The Girl with a Pimply Face
Williams, William Carlos
Genre: Short Story
-
Annotated by:
- Woodcock, John
- Date of entry: Jul-05-2001
- Last revised: Jul-08-2009
Summary
In the time of house calls, the doctor-narrator is summoned to care for an ailing newborn. He discovers hospital-caused diarrhea and a severe congenital heart problem that can't be fixed. He also discovers the baby's fifteen-year-old sister, who has a bad case of acne and a direct, no-nonsense style that he finds very attractive.

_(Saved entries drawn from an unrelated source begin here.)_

// SPDX-License-Identifier: MIT
// SPDX-FileCopyrightText: 2025-2026 ringmem-ipc contributors
//
// POSIX implementation of the named, cross-process shared memory region
// `CircularBuffer` maps its ring onto.

use std::ffi::CString;
use std::io;
use std::ptr;
use std::sync::atomic::{AtomicI32, Ordering};

use crate::shm_name;

// ---------------------------------------------------------------------------
// Layout helpers — must match C++ calc_size() and acc_of()
// ---------------------------------------------------------------------------

/// Mirrors C++ `calc_size()`: rounds up to `alignof(info_t)` then appends
/// an `atomic<int32_t>` reference counter at the end.
/// `alignof(info_t)` == `alignof(atomic<int32_t>)` == 4.
const ALIGN: usize = std::mem::align_of::<AtomicI32>();

pub(crate) fn calc_size(user_size: usize) -> usize {
    let aligned = ((user_size.wrapping_sub(1) / ALIGN) + 1) * ALIGN;
    aligned + std::mem::size_of::<AtomicI32>()
}

/// Returns a reference to the trailing `AtomicI32` ref-counter inside a mapped
/// region of `total_size` bytes starting at `mem`.
///
/// # Safety
/// `mem` must point to a valid mapped region of at least `total_size` bytes.
unsafe fn acc_of(mem: *mut u8, total_size: usize) -> &'static AtomicI32 {
    let offset = total_size - std::mem::size_of::<AtomicI32>();
    &*(mem.add(offset) as *const AtomicI32)
}

// ---------------------------------------------------------------------------
// PlatformShm — POSIX shared memory
// ---------------------------------------------------------------------------

pub struct PlatformShm {
    mem: *mut u8,
    size: usize,      // total mapped size (including ref counter)
    user_size: usize, // user-requested size
    name: String,     // POSIX name (with leading '/')
    prev_ref: i32,    // ref count *before* our fetch_add (0 means we were first)
}

// Safety: the shared memory region is process-shared by design.
unsafe impl Send for PlatformShm {}
unsafe impl Sync for PlatformShm {}

/// Open mode flags — mirrors C++ `ipc::shm::create` / `ipc::shm::open`.
#[derive(Debug, Clone, Copy, PartialEq, Eq)]
pub enum ShmMode {
    Create,
    Open,
    CreateOrOpen,
}

impl PlatformShm {
    /// Acquire a named shared memory region, binary-compatible with C++ `ipc::shm::acquire`
    /// + `ipc::shm::get_mem`.
    pub fn acquire(name: &str, user_size: usize, mode: ShmMode) -> io::Result<Self> {
        if name.is_empty() {
            return Err(io::Error::new(io::ErrorKind::InvalidInput, "name is empty"));
        }
        if user_size == 0 {
            return Err(io::Error::new(io::ErrorKind::InvalidInput, "size is 0"));
        }

        let posix_name = shm_name::make_shm_name(name);
        let c_name = CString::new(posix_name.as_bytes())
            .map_err(|e| io::Error::new(io::ErrorKind::InvalidInput, e))?;

        let perms: libc::mode_t = 0o666; // S_IRUSR|S_IWUSR|S_IRGRP|S_IWGRP|S_IROTH|S_IWOTH
        let total_size = calc_size(user_size);

        // For CreateOrOpen: try exclusive create first so we only call ftruncate
        // when we actually own the new object.  On macOS, calling ftruncate on an
        // already-sized shm object can zero its contents before returning EINVAL.
        let (fd, need_truncate) = match mode {
            ShmMode::Create => {
                let f = unsafe {
                    libc::shm_open(
                        c_name.as_ptr(),
                        libc::O_RDWR | libc::O_CREAT | libc::O_EXCL,
                        perms as libc::c_uint,
                    )
                };
                if f == -1 {
                    return Err(io::Error::last_os_error());
                }
                (f, true)
            }
            ShmMode::Open => {
                let f =
                    unsafe { libc::shm_open(c_name.as_ptr(), libc::O_RDWR, perms as libc::c_uint) };
                if f == -1 {
                    return Err(io::Error::last_os_error());
                }
                (f, false)
            }
            ShmMode::CreateOrOpen => {
                // Try exclusive create first.
                let f = unsafe {
                    libc::shm_open(
                        c_name.as_ptr(),
                        libc::O_RDWR | libc::O_CREAT | libc::O_EXCL,
                        perms as libc::c_uint,
                    )
                };
                if f != -1 {
                    // We created it — must truncate to set the size.
                    (f, true)
                } else {
                    let e = io::Error::last_os_error();
                    if e.raw_os_error() != Some(libc::EEXIST) {
                        return Err(e);
                    }
                    // Already exists — open without truncation.
                    let f2 = unsafe {
                        libc::shm_open(c_name.as_ptr(), libc::O_RDWR, perms as libc::c_uint)
                    };
                    if f2 == -1 {
                        return Err(io::Error::last_os_error());
                    }
                    (f2, false)
                }
            }
        };

        // Ensure permissions (mirrors fchmod in C++)
        unsafe { libc::fchmod(fd, perms) };

        // Only the call that actually defines the object's size (one that
        // truncates it) may trust `total_size`/`user_size`. A join onto an
        // already-existing object — `Open`, or the `CreateOrOpen` branch
        // above that lost the exclusive-create race — must map the real
        // on-disk size: a joiner's node_count/node_size need not match the
        // creator's, and mmap()ing fewer bytes than the header's real
        // node_count*node_size would let `CircularBuffer` index past the
        // mapped range.
        let (mapped_total_size, mapped_user_size) = if need_truncate {
            let ret = unsafe { libc::ftruncate(fd, total_size as libc::off_t) };
            if ret != 0 {
                let err = io::Error::last_os_error();
                unsafe { libc::close(fd) };
                return Err(err);
            }
            (total_size, user_size)
        } else {
            let mut st: libc::stat = unsafe { std::mem::zeroed() };
            let ret = unsafe { libc::fstat(fd, &mut st) };
            if ret != 0 {
                let err = io::Error::last_os_error();
                unsafe { libc::close(fd) };
                return Err(err);
            }
            let real_total = st.st_size as usize;
            let real_user = real_total.saturating_sub(std::mem::size_of::<AtomicI32>());
            (real_total, real_user)
        };

        Self::mmap_and_finish(fd, mapped_total_size, mapped_user_size, posix_name)
    }

    fn mmap_and_finish(
        fd: i32,
        total_size: usize,
        user_size: usize,
        posix_name: String,
    ) -> io::Result<Self> {
        let mem = unsafe {
            libc::mmap(
                ptr::null_mut(),
                total_size,
                libc::PROT_READ | libc::PROT_WRITE,
                libc::MAP_SHARED,
                fd,
                0,
            )
        };
        unsafe { libc::close(fd) };

        if mem == libc::MAP_FAILED {
            return Err(io::Error::last_os_error());
        }

        // Increment the reference counter (mirrors C++ get_mem)
        let prev = unsafe { acc_of(mem as *mut u8, total_size).fetch_add(1, Ordering::AcqRel) };

        Ok(Self {
            mem: mem as *mut u8,
            size: total_size,
            user_size,
            name: posix_name,
            prev_ref: prev,
        })
    }

    /// Pointer to the user-visible region (excluding the trailing ref counter).
    pub fn as_ptr(&self) -> *const u8 {
        self.mem
    }

    /// Mutable pointer to the user-visible region.
    pub fn as_mut_ptr(&self) -> *mut u8 {
        self.mem
    }

    /// Total mapped size (including ref counter).
    pub fn mapped_size(&self) -> usize {
        self.size
    }

    /// User-requested size.
    pub fn user_size(&self) -> usize {
        self.user_size
    }

    /// POSIX name (with leading '/').
    pub fn name(&self) -> &str {
        &self.name
    }

    /// The ref count value *before* our own increment during acquire.
    /// Returns 0 if this handle was the first to map the segment.
    pub fn prev_ref_count(&self) -> i32 {
        self.prev_ref
    }

    /// Uniform alias matching the Windows platform backend's method name.
    pub fn prev_ref_count_or_zero(&self) -> i32 {
        self.prev_ref
    }

    /// Current reference count.
    pub fn ref_count(&self) -> i32 {
        if self.mem.is_null() || self.size == 0 {
            return 0;
        }
        unsafe { acc_of(self.mem, self.size).load(Ordering::Acquire) }
    }

    /// Force-remove the backing file (shm_unlink). Does NOT release the mapping.
    pub fn unlink(&self) {
        if let Ok(c_name) = CString::new(self.name.as_bytes()) {
            unsafe { libc::shm_unlink(c_name.as_ptr()) };
        }
    }

    /// Unlink a named shm segment by name (static helper).
    pub fn unlink_by_name(name: &str) {
        let posix_name = shm_name::make_shm_name(name);
        if let Ok(c_name) = CString::new(posix_name.as_bytes()) {
            unsafe { libc::shm_unlink(c_name.as_ptr()) };
        }
    }
}

impl Drop for PlatformShm {
    fn drop(&mut self) {
        if self.mem.is_null() {
            return;
        }
        // Decrement ref counter; if we're the last, also unlink.
        let prev = unsafe { acc_of(self.mem, self.size).fetch_sub(1, Ordering::AcqRel) };
        unsafe { libc::munmap(self.mem as *mut libc::c_void, self.size) };
        if prev <= 1 {
            self.unlink();
        }
    }
}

The narrator's colleagues ridicule his interest in a family consisting of alcoholic and deceptive parents and a daughter who is not only chronically truant but notoriously promiscuous sexually. (To the narrator's enthusiasm about the young girl, his wife responds, "What! another?") In spite of these warnings, the narrator returns several times, probably without compensation, to check on the baby's diarrhea and feeding and to help the girl with her complexion.
Miscellaneous
Primary Source
The Doctor Stories
Publisher
New Directions
Place Published
Norfolk, Conn.
Edition
1961
Secondary Source
The Farmers' Daughters: The Collected Stories of William Carlos Williams
Commentary
The environment is a familiar one to Williams readers: a Depression-era economically marginal immigrant urban neighborhood. Of particular interest in this story are the narrator's stand against his medical colleagues, whose unsympathetic cynicism the story compares unfavorably to the narrator's arguable naiveté. Other familiar themes are Williams's love of straight-talking and his fascination with women, in this case combined in the adolescent daughter, whose physique the narrator observes in quasi-sexual ways that make some readers uncomfortable.
Whatever his thoughts, the narrator's actions bring only good. (As in Williams's "The Use of Force," the narrator's confession to us makes the story much more interesting than what an observer of the story's exterior action might see.) The baby gets better, at least superficially, the girl's complexion improves. And she goes back to school. "I had tuh," she explains to the narrator who is in love with her toughness, in the story's last words.